***** Data to process

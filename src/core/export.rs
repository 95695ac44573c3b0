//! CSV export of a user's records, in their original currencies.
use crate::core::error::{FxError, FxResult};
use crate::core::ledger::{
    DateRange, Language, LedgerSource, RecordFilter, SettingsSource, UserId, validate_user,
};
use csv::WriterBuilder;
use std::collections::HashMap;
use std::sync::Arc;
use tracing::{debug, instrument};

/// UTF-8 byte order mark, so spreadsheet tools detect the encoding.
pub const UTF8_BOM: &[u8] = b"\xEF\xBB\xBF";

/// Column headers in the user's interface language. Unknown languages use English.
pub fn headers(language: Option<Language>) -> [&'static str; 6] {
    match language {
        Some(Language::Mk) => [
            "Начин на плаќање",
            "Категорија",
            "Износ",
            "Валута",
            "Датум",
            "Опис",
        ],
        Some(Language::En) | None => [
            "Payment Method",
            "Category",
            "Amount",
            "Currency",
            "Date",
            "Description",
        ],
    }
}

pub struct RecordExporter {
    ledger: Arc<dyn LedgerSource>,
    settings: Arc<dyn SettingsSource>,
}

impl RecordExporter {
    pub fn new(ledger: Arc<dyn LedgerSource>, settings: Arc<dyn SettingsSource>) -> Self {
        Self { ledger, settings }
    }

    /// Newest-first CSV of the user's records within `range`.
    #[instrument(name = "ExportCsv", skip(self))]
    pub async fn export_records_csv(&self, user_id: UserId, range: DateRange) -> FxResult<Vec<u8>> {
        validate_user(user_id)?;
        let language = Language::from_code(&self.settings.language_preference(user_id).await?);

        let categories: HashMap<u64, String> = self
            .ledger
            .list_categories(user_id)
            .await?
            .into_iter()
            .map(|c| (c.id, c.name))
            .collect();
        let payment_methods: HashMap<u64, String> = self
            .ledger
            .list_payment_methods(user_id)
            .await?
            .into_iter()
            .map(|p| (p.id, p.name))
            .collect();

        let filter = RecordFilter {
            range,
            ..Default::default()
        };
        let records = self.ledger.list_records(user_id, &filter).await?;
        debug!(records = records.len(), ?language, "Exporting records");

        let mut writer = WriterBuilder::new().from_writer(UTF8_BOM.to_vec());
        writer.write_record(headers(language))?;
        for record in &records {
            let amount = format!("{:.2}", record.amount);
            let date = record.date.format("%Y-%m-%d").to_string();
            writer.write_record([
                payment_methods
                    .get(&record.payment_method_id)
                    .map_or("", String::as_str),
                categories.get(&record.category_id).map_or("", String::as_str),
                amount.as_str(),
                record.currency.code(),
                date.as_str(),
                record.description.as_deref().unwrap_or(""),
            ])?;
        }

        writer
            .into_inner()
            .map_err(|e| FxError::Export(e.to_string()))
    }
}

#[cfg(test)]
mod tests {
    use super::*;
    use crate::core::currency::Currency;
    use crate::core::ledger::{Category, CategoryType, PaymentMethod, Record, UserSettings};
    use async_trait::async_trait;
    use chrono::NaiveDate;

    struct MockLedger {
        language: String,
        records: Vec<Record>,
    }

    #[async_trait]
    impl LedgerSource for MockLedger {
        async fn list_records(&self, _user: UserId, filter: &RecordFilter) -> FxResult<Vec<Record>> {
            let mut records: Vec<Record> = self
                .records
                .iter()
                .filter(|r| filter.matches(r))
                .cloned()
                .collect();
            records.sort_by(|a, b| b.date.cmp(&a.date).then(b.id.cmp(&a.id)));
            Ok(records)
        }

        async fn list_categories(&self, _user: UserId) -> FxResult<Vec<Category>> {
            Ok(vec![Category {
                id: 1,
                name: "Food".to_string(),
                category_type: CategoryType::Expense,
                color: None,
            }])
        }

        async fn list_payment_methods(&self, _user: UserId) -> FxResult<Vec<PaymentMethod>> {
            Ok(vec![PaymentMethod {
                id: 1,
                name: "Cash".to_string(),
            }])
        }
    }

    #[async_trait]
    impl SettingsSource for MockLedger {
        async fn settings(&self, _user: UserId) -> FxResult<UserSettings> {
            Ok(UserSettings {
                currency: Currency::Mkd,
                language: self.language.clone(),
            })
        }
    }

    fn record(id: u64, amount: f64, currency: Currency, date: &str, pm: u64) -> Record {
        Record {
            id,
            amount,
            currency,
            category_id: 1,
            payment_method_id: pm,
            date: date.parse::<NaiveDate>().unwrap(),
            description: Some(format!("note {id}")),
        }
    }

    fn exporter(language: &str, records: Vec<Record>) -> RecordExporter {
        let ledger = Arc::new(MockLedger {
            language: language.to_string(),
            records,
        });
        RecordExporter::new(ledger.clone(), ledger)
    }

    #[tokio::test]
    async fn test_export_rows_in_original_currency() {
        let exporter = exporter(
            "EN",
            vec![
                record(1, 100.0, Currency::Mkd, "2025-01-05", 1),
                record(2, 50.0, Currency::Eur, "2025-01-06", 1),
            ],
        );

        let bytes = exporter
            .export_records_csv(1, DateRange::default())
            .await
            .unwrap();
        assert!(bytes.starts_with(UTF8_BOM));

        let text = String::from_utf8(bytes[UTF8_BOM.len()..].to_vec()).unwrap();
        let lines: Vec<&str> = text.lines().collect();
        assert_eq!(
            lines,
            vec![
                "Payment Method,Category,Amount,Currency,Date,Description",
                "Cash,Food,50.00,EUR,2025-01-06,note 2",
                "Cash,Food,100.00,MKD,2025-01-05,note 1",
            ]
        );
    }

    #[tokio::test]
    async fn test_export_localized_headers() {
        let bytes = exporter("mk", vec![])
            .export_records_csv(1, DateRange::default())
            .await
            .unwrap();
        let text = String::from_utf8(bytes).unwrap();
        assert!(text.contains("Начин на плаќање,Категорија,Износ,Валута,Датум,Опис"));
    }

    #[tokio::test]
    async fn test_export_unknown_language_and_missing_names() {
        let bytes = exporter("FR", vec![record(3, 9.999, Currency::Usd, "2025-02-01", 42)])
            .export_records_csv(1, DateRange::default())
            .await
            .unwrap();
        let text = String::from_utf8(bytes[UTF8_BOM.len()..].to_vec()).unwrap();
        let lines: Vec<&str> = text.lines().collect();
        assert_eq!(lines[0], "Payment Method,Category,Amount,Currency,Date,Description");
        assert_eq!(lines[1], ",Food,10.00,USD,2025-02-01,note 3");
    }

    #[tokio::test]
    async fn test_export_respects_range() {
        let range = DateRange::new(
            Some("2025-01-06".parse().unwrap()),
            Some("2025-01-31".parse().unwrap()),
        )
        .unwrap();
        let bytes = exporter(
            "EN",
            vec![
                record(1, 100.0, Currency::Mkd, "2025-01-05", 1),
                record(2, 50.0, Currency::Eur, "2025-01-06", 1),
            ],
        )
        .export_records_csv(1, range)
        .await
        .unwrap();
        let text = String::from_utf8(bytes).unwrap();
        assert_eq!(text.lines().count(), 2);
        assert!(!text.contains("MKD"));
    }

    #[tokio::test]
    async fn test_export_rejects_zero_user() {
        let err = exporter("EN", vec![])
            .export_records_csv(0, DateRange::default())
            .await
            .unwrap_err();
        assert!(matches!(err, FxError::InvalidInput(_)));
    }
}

**********

What to do:
Please give an exact restatement of only the lines from the beginning of the material above to the line with "use std::sync::Arc;", inclusive.

Answer to the problem:
filename src/core/export.rs
repository 95695ac44573c3b0
//! CSV export of a user's records, in their original currencies.
use crate::core::error::{FxError, FxResult};
use crate::core::ledger::{
    DateRange, Language, LedgerSource, RecordFilter, SettingsSource, UserId, validate_user,
};
use csv::WriterBuilder;
use std::collections::HashMap;
use std::sync::Arc;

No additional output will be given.